use std::process::Command;

fn main() {
    // Embed short git commit hash at compile time.
    let sha = Command::new("git")
        .args(["rev-parse", "--short", "HEAD"])
        .output()
        .ok()
        .filter(|o| o.status.success())
        .map(|o| String::from_utf8_lossy(&o.stdout).trim().to_string())
        .unwrap_or_else(|| "unknown".to_string());

    println!("cargo:rustc-env=CHATRELAY_GIT_SHA={sha}");

    println!("cargo:rerun-if-changed=../../.git/HEAD");
    println!("cargo:rerun-if-changed=../../.git/refs/");
}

· · · · ·

• Problem:
Every line of the material above must be duplicated exactly.

• Solution to the exercise:
use std::process::Command;

fn main() {
    // Embed short git commit hash at compile time.
    let sha = Command::new("git")
        .args(["rev-parse", "--short", "HEAD"])
        .output()
        .ok()
        .filter(|o| o.status.success())
        .map(|o| String::from_utf8_lossy(&o.stdout).trim().to_string())
        .unwrap_or_else(|| "unknown".to_string());

    println!("cargo:rustc-env=CHATRELAY_GIT_SHA={sha}");

    println!("cargo:rerun-if-changed=../../.git/HEAD");
    println!("cargo:rerun-if-changed=../../.git/refs/");
}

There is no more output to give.